Cycling and other questions

I am in the proccess of setting up an 80 gallon, and my wish is to go planted on this one. My main question: It will be a week or two before I have my substrate materials assembled as well as my lighting system. Is there a downside to filling my tank now, and starting a fishless cycle sans substrate in order to ramp up my filters and thus get a head start? I am using a filstar xp3 canister, plus a AQ70 powerhead pulling through a sponge. Does this sound like a reasonable amount of filtration for a planted tank? I will be adding CO2, and I am also wondering if a high flow rate will gas off my CO2, or do I need to be concerned only with surface agitation?
 
iktomiwicasa said:
I am in the proccess of setting up an 80 gallon, and my wish is to go planted on this one. My main question: It will be a week or two before I have my substrate materials assembled as well as my lighting system. Is there a downside to filling my tank now, and starting a fishless cycle sans substrate in order to ramp up my filters and thus get a head start?

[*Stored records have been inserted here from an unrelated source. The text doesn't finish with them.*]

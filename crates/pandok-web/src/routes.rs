//! API 라우트 정의.

use axum::routing::{get, post};
use axum::Router;

use crate::handlers;
use crate::AppState;

/// API 라우트 구성
///
/// `/api` 아래에 중첩되므로 실제 경로는 `/api/ocr`, `/api/health`가 된다.
pub fn api_routes() -> Router<AppState> {
    Router::new()
        .route("/ocr", post(handlers::ocr::extract_text))
        .route("/health", get(handlers::health::health))
}

#[cfg(test)]
mod tests {
    use super::*;
    use crate::test_util::stub_state;

    #[test]
    fn routes_compile() {
        let router: Router = api_routes().with_state(stub_state("stub"));
        let _ = router;
    }
}
//! OCR 추출 API 핸들러.

use axum::extract::State;
use axum::Json;
use base64::Engine;
use serde::{Deserialize, Serialize};
use tracing::debug;

use pandok_core::models::ocr::{ImageFormat, OcrRequest};

use crate::error::ApiError;
use crate::AppState;

/// OCR 추출 요청 DTO
#[derive(Debug, Deserialize)]
#[serde(rename_all = "camelCase")]
pub struct OcrExtractRequest {
    /// base64 인코딩 이미지 (`data:*;base64,` 접두사 허용)
    pub image_base64: String,
    /// 이미지 MIME 타입 (기본: image/png)
    #[serde(default)]
    pub mime_type: Option<String>,
}

/// OCR 추출 응답 DTO
#[derive(Debug, Serialize)]
pub struct OcrExtractResponse {
    /// 평탄화된 전체 텍스트
    pub text: String,
}

/// 이미지에서 문서 텍스트 추출
///
/// POST /api/ocr
pub async fn extract_text(
    State(state): State<AppState>,
    Json(payload): Json<OcrExtractRequest>,
) -> Result<Json<OcrExtractResponse>, ApiError> {
    let encoded = strip_data_url_prefix(payload.image_base64.trim());
    if encoded.is_empty() {
        return Err(ApiError::BadRequest("imageBase64가 비어 있음".to_string()));
    }

    let bytes = base64::engine::general_purpose::STANDARD
        .decode(encoded)
        .map_err(|e| ApiError::BadRequest(format!("imageBase64 디코딩 실패: {}", e)))?;

    let format = payload
        .mime_type
        .as_deref()
        .map(ImageFormat::from_mime)
        .unwrap_or_default();

    let request = OcrRequest::new(bytes, format)?;

    debug!(
        provider = state.provider.provider_name(),
        image_size = request.image().len(),
        "OCR 추출 요청"
    );

    // 요청별 자식 토큰 — 서버 종료 시 루트 취소로 함께 중단된다
    let cancel = state.cancel.child_token();
    let outcome = state.provider.extract_text(&request, &cancel).await?;

    Ok(Json(OcrExtractResponse { text: outcome.text }))
}

/// data URL 접두사 제거 ("data:image/png;base64,AAAA" → "AAAA")
fn strip_data_url_prefix(encoded: &str) -> &str {
    if encoded.starts_with("data:") {
        match encoded.split_once(";base64,") {
            Some((_, rest)) => rest,
            None => encoded,
        }
    } else {
        encoded
    }
}
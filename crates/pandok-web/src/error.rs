//! API 에러 처리.
//!
//! `OcrError`를 게이트웨이 HTTP 상태 코드로 매핑한다:
//! 검증 400, 설정 500, 업스트림 실패 502, 취소 503, 타임아웃 504.

use axum::http::StatusCode;
use axum::response::{IntoResponse, Response};
use axum::Json;
use pandok_core::error::OcrError;
use serde::Serialize;
use thiserror::Error;

/// API 에러
#[derive(Debug, Error)]
pub enum ApiError {
    /// 잘못된 요청 (400)
    #[error("잘못된 요청: {0}")]
    BadRequest(String),

    /// 내부 서버 오류 (500)
    #[error("내부 서버 오류: {0}")]
    Internal(String),

    /// 업스트림 벤더 호출 실패 (502)
    #[error("업스트림 호출 실패: {0}")]
    UpstreamFailure(String),

    /// 서비스 일시 불가 — 종료 중 취소 등 (503)
    #[error("서비스 일시 불가: {0}")]
    Unavailable(String),

    /// 업스트림 작업 시간 초과 (504)
    #[error("업스트림 응답 시간 초과: {0}")]
    UpstreamTimeout(String),
}

/// 에러 응답 본문
#[derive(Debug, Serialize)]
pub struct ErrorResponse {
    /// 에러 메시지
    pub error: String,
    /// HTTP 상태 코드
    pub status: u16,
}

impl IntoResponse for ApiError {
    fn into_response(self) -> Response {
        let (status, message) = match &self {
            ApiError::BadRequest(msg) => (StatusCode::BAD_REQUEST, msg.clone()),
            ApiError::Internal(msg) => (StatusCode::INTERNAL_SERVER_ERROR, msg.clone()),
            ApiError::UpstreamFailure(msg) => (StatusCode::BAD_GATEWAY, msg.clone()),
            ApiError::Unavailable(msg) => (StatusCode::SERVICE_UNAVAILABLE, msg.clone()),
            ApiError::UpstreamTimeout(msg) => (StatusCode::GATEWAY_TIMEOUT, msg.clone()),
        };

        let body = ErrorResponse {
            error: message,
            status: status.as_u16(),
        };

        (status, Json(body)).into_response()
    }
}

impl From<OcrError> for ApiError {
    fn from(err: OcrError) -> Self {
        match &err {
            OcrError::Validation { .. } => ApiError::BadRequest(err.to_string()),
            OcrError::Configuration(_) => ApiError::Internal(err.to_string()),
            OcrError::Timeout { .. } => ApiError::UpstreamTimeout(err.to_string()),
            OcrError::Cancelled => ApiError::Unavailable(err.to_string()),
            OcrError::SubmissionFailed { .. }
            | OcrError::MissingOperationHandle
            | OcrError::PollTransport { .. }
            | OcrError::OperationFailed { .. } => ApiError::UpstreamFailure(err.to_string()),
        }
    }
}
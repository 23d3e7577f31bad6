//! 포트 인터페이스 (trait).
//!
//! Hexagonal Architecture의 포트 레이어.
//! 벤더 어댑터 crate가 이 trait들을 구현하며,
//! `pandok-app`에서 `Arc<dyn T>`로 와이어링한다.
//!
//! 모든 async trait은 `async_trait` 매크로를 사용하여
//! object safety를 보장한다.

pub mod ocr_provider;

IMO, no there is no downside, but if you wait and plant the tank fairly heavily and add just a few fish initially, it will 'cycle' itself. A fishless cycle without substrate will give a bio-colony less area to colonize in, but it will colonize in the filter media.


iktomiwicasa said:
I am using a filstar xp3 canister, plus a AQ70 powerhead pulling through a sponge. Does this sound like a reasonable amount of filtration for a planted tank?

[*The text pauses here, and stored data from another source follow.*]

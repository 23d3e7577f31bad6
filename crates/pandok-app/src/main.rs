//! # pandok-app
//!
//! PANDOK 게이트웨이 바이너리 진입점.
//! 설정 로드, 제공자 와이어링, 라이프사이클 관리.

mod lifecycle;

use anyhow::{anyhow, Result};
use clap::Parser;
use pandok_core::config::{OcrConfig, ProviderKind};
use pandok_core::config_manager::ConfigManager;
use pandok_core::ports::ocr_provider::OcrProvider;
use pandok_network::azure_read_client::AzureReadProvider;
use pandok_network::google_vision_client::GoogleVisionProvider;
use pandok_web::WebServer;
use std::path::PathBuf;
use std::sync::Arc;
use std::time::Duration;
use tracing::{error, info, warn};
use tracing_subscriber::EnvFilter;

use crate::lifecycle::LifecycleManager;

/// PANDOK 클라우드 OCR 게이트웨이
///
/// base64 이미지를 받아 클라우드 비전 API로 문서 텍스트를 추출하는 로컬 게이트웨이
#[derive(Parser, Debug)]
#[command(name = "pandok")]
#[command(author, version, about, long_about = None)]
struct Args {
    /// 설정 파일 경로 (기본: 플랫폼별 설정 디렉토리)
    #[arg(long, short = 'c')]
    config: Option<PathBuf>,

    /// 웹 서버 포트 (설정 파일 값보다 우선)
    #[arg(long, short = 'p')]
    port: Option<u16>,

    /// OCR 제공자 (azure-read | google-vision)
    #[arg(long)]
    provider: Option<String>,

    /// 로그 레벨 (trace, debug, info, warn, error)
    #[arg(long, short = 'l', default_value = "info")]
    log_level: String,
}

/// 크레이트별 로그 필터 문자열 구성
fn build_log_filter(level: &str) -> String {
    format!(
        "pandok_app={},pandok_core={},pandok_network={},pandok_web={}",
        level, level, level, level
    )
}

/// CLI 제공자 인자 해석
fn parse_provider(raw: &str) -> Result<ProviderKind> {
    match raw.trim() {
        "azure-read" => Ok(ProviderKind::AzureRead),
        "google-vision" => Ok(ProviderKind::GoogleVision),
        other => Err(anyhow!(
            "알 수 없는 제공자: {other} (azure-read | google-vision 중 선택)"
        )),
    }
}

/// 설정에 따라 OCR 제공자 어댑터 생성
fn build_provider(config: &OcrConfig) -> Result<Arc<dyn OcrProvider>> {
    let provider: Arc<dyn OcrProvider> = match config.provider {
        ProviderKind::AzureRead => Arc::new(AzureReadProvider::new(&config.azure)?),
        ProviderKind::GoogleVision => Arc::new(GoogleVisionProvider::new(&config.google)?),
    };
    Ok(provider)
}

/// 배너 출력
fn print_banner() {
    println!();
    println!("╔═══════════════════════════════════════════════════════╗");
    println!("║                                                       ║");
    println!("║  ██████╗  █████╗ ███╗   ██╗██████╗  ██████╗ ██╗  ██╗  ║");
    println!("║  ██╔══██╗██╔══██╗████╗  ██║██╔══██╗██╔═══██╗██║ ██╔╝  ║");
    println!("║  ██████╔╝███████║██╔██╗ ██║██║  ██║██║   ██║█████╔╝   ║");
    println!("║  ██╔═══╝ ██╔══██║██║╚██╗██║██║  ██║██║   ██║██╔═██╗   ║");
    println!("║  ██║     ██║  ██║██║ ╚████║██████╔╝╚██████╔╝██║  ██╗  ║");
    println!("║  ╚═╝     ╚═╝  ╚═╝╚═╝  ╚═══╝╚═════╝  ╚═════╝ ╚═╝  ╚═╝  ║");
    println!("║                                                       ║");
    println!("║           클라우드 OCR 게이트웨이                        ║");
    println!("║                                                       ║");
    println!("╚═══════════════════════════════════════════════════════╝");
    println!();
}

#[tokio::main]
async fn main() -> Result<()> {
    let args = Args::parse();

    // tracing 초기화
    let log_filter = build_log_filter(&args.log_level);
    tracing_subscriber::fmt()
        .with_env_filter(
            EnvFilter::try_from_default_env().unwrap_or_else(|_| EnvFilter::new(&log_filter)),
        )
        .init();

    print_banner();

    info!("PANDOK 게이트웨이 시작");

    // 설정 로드 — 파일 → 환경 변수 → CLI 순으로 우선순위 적용
    let config_manager = match args.config {
        Some(ref path) => ConfigManager::with_path(path.clone())
            .map_err(|e| anyhow!("설정 파일 로드 실패 ({}): {}", path.display(), e))?,
        None => ConfigManager::new().map_err(|e| anyhow!("설정 초기화 실패: {}", e))?,
    };
    info!("설정 파일: {:?}", config_manager.config_path());

    config_manager.apply_env_overrides();

    let mut config = config_manager.get();
    if let Some(port) = args.port {
        config.web.port = port;
    }
    if let Some(ref raw) = args.provider {
        config.ocr.provider = parse_provider(raw)?;
    }

    // ── 어댑터 생성 (DI 와이어링) ──

    // 1. OCR 제공자
    let provider = build_provider(&config.ocr)?;
    info!("OCR 제공자: {}", provider.provider_name());

    // 2. 라이프사이클
    let lifecycle = Arc::new(LifecycleManager::new());

    // 3. 웹 게이트웨이 서버
    let web_server = WebServer::new(provider, config.web.clone(), lifecycle.cancel_token());
    let web_url = web_server.url();
    let web_shutdown_rx = lifecycle.subscribe();
    let server_handle = tokio::spawn(async move {
        if let Err(e) = web_server.run(web_shutdown_rx).await {
            error!("웹 서버 오류: {e}");
        }
    });
    info!("OCR 게이트웨이: {web_url}");

    info!("PANDOK 실행 중 (Ctrl+C로 종료)");

    // OS 시그널 대기
    lifecycle.wait_for_signal().await;

    // 진행 중 요청 정리 대기
    if tokio::time::timeout(Duration::from_secs(5), server_handle)
        .await
        .is_err()
    {
        warn!("웹 서버 종료 대기 시간 초과");
    }

    info!("PANDOK 게이트웨이 종료");
    Ok(())
}
//! PANDOK 도메인 모델.
//!
//! OCR 요청/결과와 장기 실행 작업 상태를 정의한다.
//! 모든 모델은 `serde` Serialize/Deserialize를 구현한다.

pub mod ocr;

I use an xp2 and a power head in one of my 55's and am not impressed with the xp2's power for that size tank. In fact the xp2 would be inadequate for that volume of water without the circulation that the power head brings to the table. I hope your xp3 is strong enough for your tank.


iktomiwicasa said:
I will be adding CO2, and I am also wondering if a high flow rate will gas off my CO2, or do I need to be concerned only with surface agitation?

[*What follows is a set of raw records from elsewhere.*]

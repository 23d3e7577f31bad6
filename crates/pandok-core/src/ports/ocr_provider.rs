//! OCR 제공자 포트.
//!
//! 클라우드 OCR 서비스를 추상화하는 인터페이스를 정의한다.
//! 제출/폴링형과 단일 호출형 구현체가 같은 포트 뒤에 선다.

use async_trait::async_trait;
use tokio_util::sync::CancellationToken;

use crate::error::OcrError;
use crate::models::ocr::{OcrRequest, OcrResult};

/// 클라우드 OCR 제공자 — 제출/폴링형 또는 단일 호출형
///
/// 구현체: `AzureReadProvider` (제출 후 폴링), `GoogleVisionProvider` (단일 호출)
#[async_trait]
pub trait OcrProvider: Send + Sync {
    /// 이미지에서 문서 전체 텍스트 추출
    ///
    /// - `request`: 검증된 이미지 바이트와 포맷
    /// - `cancel`: 취소 토큰. 진입 시 검사하며 모든 대기 구간에서 경합한다.
    ///   이미 취소된 토큰이면 네트워크 호출 없이 [`OcrError::Cancelled`].
    async fn extract_text(
        &self,
        request: &OcrRequest,
        cancel: &CancellationToken,
    ) -> Result<OcrResult, OcrError>;

    /// 제공자 이름 (예: "azure-read", "google-vision")
    fn provider_name(&self) -> &str;
}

Good circulation should not significantly affect the CO2 effectiveness as long as it's low enough to keep the surface in a slight roll as opposed to a chop, IMO.

Len
 
When you add plants to the tank, the necessity to "cycle" a tank as a fish-only keeper has to is tossed out the window. You introduce a colonized media (plants leaves), along with the plants themselves to take up nitrogenous waste. Just make sure you have your fertilizers on hand from the get go (I highly reccomend EI dosing with Greg Watson dry ferts), as you want your plants to get the upper hand before algae enters the picture.
 
What about mulm from an established tank? This, with all of the above should jumpstart everything.

I've tried this method, and it has worked well for me.


Lissette
 
Thanks...

...for the replies. I've decided to fill and cycle the tank ahead of time. If nothing else it gives my filters a head start. My filstar combined with the powerhead give me roughly 600-700 gph flow rate. Sound like a reasonable flow for a planted tank?